In order to remain profitable, traditional UK bricks-and-mortar supermarkets need to become more than just food stores, he said, and become an exciting destination where people want to go to get new ideas about food.
“For the physical store to survive, it needs to embrace this different aspect to get people to come through the doors,” White told Eurofruit's editor Mike Knowles. “I would like to get to the point where we are encouraged to be in the store where we want to go and experience food.
“Today, retail has to be all about experience. And for too long it hasn’t been the best experience. That needs to change.”
Hybrid food retail stores are indeed the future, agreed senior category manager fruit, veg, flowers Maria Wieloch, of Sweden’s ICA Gruppen in the panel discussion that followed White’s interview.
“Our group has hybrid stores [in Sweden], which have wine bars, restaurants and market-style areas.
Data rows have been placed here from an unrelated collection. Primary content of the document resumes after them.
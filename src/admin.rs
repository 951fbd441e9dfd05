//! Admin Console
//!
//! Operator commands read line by line from stdin. Match commands take an
//! optional trailing match id and otherwise go to the first listed match.
//!
//! ```text
//! help | matches | sessions | quit
//! create red|blue <vine> <y> [match]
//! fruit add <vine> <y> <points> [match]
//! fruit del <vine> <y> [match]
//! list | pause | resume | stats [match]
//! ```

use std::io::BufRead;
use std::sync::Arc;

use tokio::sync::mpsc;
use tracing::{info, warn};

use crate::game::state::CrocodileKind;
use crate::network::session::SessionRegistry;
use crate::room::{MatchCommand, MatchId, RoomManager};

const HELP: &str = "\
commands:
  help                                  this text
  matches                               list matches
  sessions                              list connected sessions
  create red|blue <vine> <y> [match]    spawn a crocodile
  fruit add <vine> <y> <points> [match] hang a fruit
  fruit del <vine> <y> [match]          remove the fruit nearest to y
  list [match]                          crocodiles and fruits
  pause [match] / resume [match]        freeze or unfreeze a match
  stats [match]                         crocodile counts and tick timing
  quit                                  shut the server down";

/// A parsed console line.
#[derive(Debug, Clone, PartialEq)]
pub enum AdminCommand {
    /// Print usage
    Help,
    /// List matches
    Matches,
    /// List sessions
    Sessions,
    /// Stop the server
    Quit,
    /// Print a match's telemetry
    Stats {
        /// Match to report on, or the first listed one
        target: Option<MatchId>,
    },
    /// Run a command inside a match
    Match {
        /// What to do
        command: MatchCommand,
        /// Match to address, or the first listed one
        target: Option<MatchId>,
    },
}

/// Console input that could not be understood.
#[derive(Debug, Clone, PartialEq, Eq, thiserror::Error)]
pub enum CommandError {
    /// First word is not a command.
    #[error("unknown command '{0}'")]
    Unknown(String),

    /// Wrong number or shape of arguments.
    #[error("usage: {0}")]
    Usage(&'static str),

    /// An argument is not a valid number.
    #[error("invalid {field} '{value}'")]
    Invalid {
        /// Argument name
        field: &'static str,
        /// Text given
        value: String,
    },
}

/// How the console loop ended.
#[derive(Debug, Clone, Copy, PartialEq, Eq)]
pub enum ConsoleExit {
    /// `quit` was entered
    Quit,
    /// stdin closed
    Eof,
}

/// Parse one console line. Blank lines yield `None`.
pub fn parse_command(line: &str) -> Result<Option<AdminCommand>, CommandError> {
    let mut words: Vec<&str> = line.split_whitespace().collect();
    if words.is_empty() {
        return Ok(None);
    }

    let target = match words.last().and_then(|w| MatchId::parse(w)) {
        Some(id) if words.len() > 1 => {
            words.pop();
            Some(id)
        }
        _ => None,
    };
    let in_match = |command: MatchCommand| -> Result<Option<AdminCommand>, CommandError> {
        Ok(Some(AdminCommand::Match { command, target }))
    };

    match words.as_slice() {
        ["help"] | ["?"] => Ok(Some(AdminCommand::Help)),
        ["matches"] => Ok(Some(AdminCommand::Matches)),
        ["sessions"] => Ok(Some(AdminCommand::Sessions)),
        ["quit"] | ["exit"] => Ok(Some(AdminCommand::Quit)),
        ["stats"] => Ok(Some(AdminCommand::Stats { target })),
        ["list"] => in_match(MatchCommand::ListEntities),
        ["pause"] => in_match(MatchCommand::Pause),
        ["resume"] => in_match(MatchCommand::Resume),
        ["create", kind, vine, y] => {
            let kind = CrocodileKind::parse(kind).ok_or_else(|| CommandError::Invalid {
                field: "crocodile kind",
                value: kind.to_string(),
            })?;
            in_match(MatchCommand::SpawnCrocodile { kind, vine: parse_vine(vine)?, y: parse_y(y)? })
        }
        ["create", ..] => Err(CommandError::Usage("create red|blue <vine> <y> [match]")),
        ["fruit", "add", vine, y, points] => {
            let points = points.parse::<u32>().map_err(|_| CommandError::Invalid {
                field: "points",
                value: points.to_string(),
            })?;
            in_match(MatchCommand::AddFruit { vine: parse_vine(vine)?, y: parse_y(y)?, points })
        }
        ["fruit", "del" | "delete" | "remove", vine, y] => {
            in_match(MatchCommand::RemoveFruit { vine: parse_vine(vine)?, y: parse_y(y)? })
        }
        ["fruit", ..] => Err(CommandError::Usage("fruit add <vine> <y> <points> | fruit del <vine> <y>")),
        [other, ..] => Err(CommandError::Unknown(other.to_string())),
        [] => Ok(None),
    }
}

fn parse_vine(text: &str) -> Result<u8, CommandError> {
    text.parse::<u8>().map_err(|_| CommandError::Invalid { field: "vine", value: text.to_string() })
}

fn parse_y(text: &str) -> Result<f64, CommandError> {
    match text.parse::<f64>() {
        Ok(y) if y.is_finite() => Ok(y),
        _ => Err(CommandError::Invalid { field: "y", value: text.to_string() }),
    }
}

/// Run a command and describe the outcome.
pub async fn execute(command: AdminCommand, rooms: &RoomManager, registry: &SessionRegistry) -> String {
    match command {
        AdminCommand::Help => HELP.to_string(),
        AdminCommand::Quit => "shutting down".to_string(),
        AdminCommand::Matches => {
            let matches = rooms.list_matches().await;
            if matches.is_empty() {
                return "no matches".to_string();
            }
            matches
                .iter()
                .map(|m| {
                    format!(
                        "{} {:?} tick {} players {}/{} spectators {}{}",
                        m.match_id,
                        m.phase,
                        m.tick,
                        m.players,
                        m.max_players,
                        m.spectators,
                        if m.paused { " (paused)" } else { "" },
                    )
                })
                .collect::<Vec<_>>()
                .join("\n")
        }
        AdminCommand::Sessions => {
            let sessions = registry.list().await;
            if sessions.is_empty() {
                return "no sessions".to_string();
            }
            let mut lines = Vec::with_capacity(sessions.len());
            for session in sessions {
                let match_id = rooms
                    .match_of(&session.id)
                    .await
                    .map(|id| id.to_string())
                    .unwrap_or_else(|| "-".to_string());
                lines.push(format!(
                    "{} {} {:?} {:?} since {} match {}",
                    session.id,
                    session.display_name(),
                    session.role,
                    session.handle.transport,
                    session.connected_at.format("%H:%M:%S"),
                    match_id,
                ));
            }
            lines.join("\n")
        }
        AdminCommand::Stats { target } => match rooms.telemetry(target).await {
            Ok((match_id, telemetry)) => format!("match {}\n{}", match_id, telemetry.report()),
            Err(e) => format!("error: {}", e),
        },
        AdminCommand::Match { command, target } => match rooms.admin(target, command).await {
            Ok(text) => text,
            Err(e) => format!("error: {}", e),
        },
    }
}

/// Read commands from stdin until `quit` or end of input.
///
/// stdin is read on a plain thread so a pending read never holds up
/// runtime shutdown.
pub async fn run_console(rooms: Arc<RoomManager>, registry: Arc<SessionRegistry>) -> ConsoleExit {
    let (line_tx, mut line_rx) = mpsc::channel::<String>(16);

    let spawned = std::thread::Builder::new()
        .name("admin-console".to_string())
        .spawn(move || forward_lines(std::io::stdin().lock(), line_tx));
    if let Err(e) = spawned {
        warn!("Admin console unavailable: {}", e);
        return ConsoleExit::Eof;
    }

    info!("Admin console ready, type 'help'");

    while let Some(line) = line_rx.recv().await {
        match parse_command(&line) {
            Ok(None) => {}
            Ok(Some(AdminCommand::Quit)) => return ConsoleExit::Quit,
            Ok(Some(command)) => println!("{}", execute(command, &rooms, &registry).await),
            Err(e) => println!("error: {} (type 'help')", e),
        }
    }

    ConsoleExit::Eof
}

/// Send each line of `reader` down `lines` until input ends, a read fails,
/// or the receiver goes away. Blocks the calling thread.
fn forward_lines<R: BufRead>(reader: R, lines: mpsc::Sender<String>) {
    for line in reader.lines() {
        let Ok(line) = line else { break };
        if lines.blocking_send(line).is_err() {
            break;
        }
    }
}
These stores open up new possibilities,” she told Knowles, who chaired the panel discussion.
Becoming a nicer place to visit where food is celebrated is something that Amazon Fresh cannot do - and neither can the discounters - and should become a point of difference, added Bryan Roberts, retail analyst, Shopfloor Insights, UK.
The panellists, who also included Cindy van Rijswick, industry analyst fruits, vegetables, floriculture, Rabobank, the Netherlands, agreed that the coronavirus pandemic had accelerated the growth of online retail, and had reignited consumers' interest in food as global lockdowns forced them to cook more at home.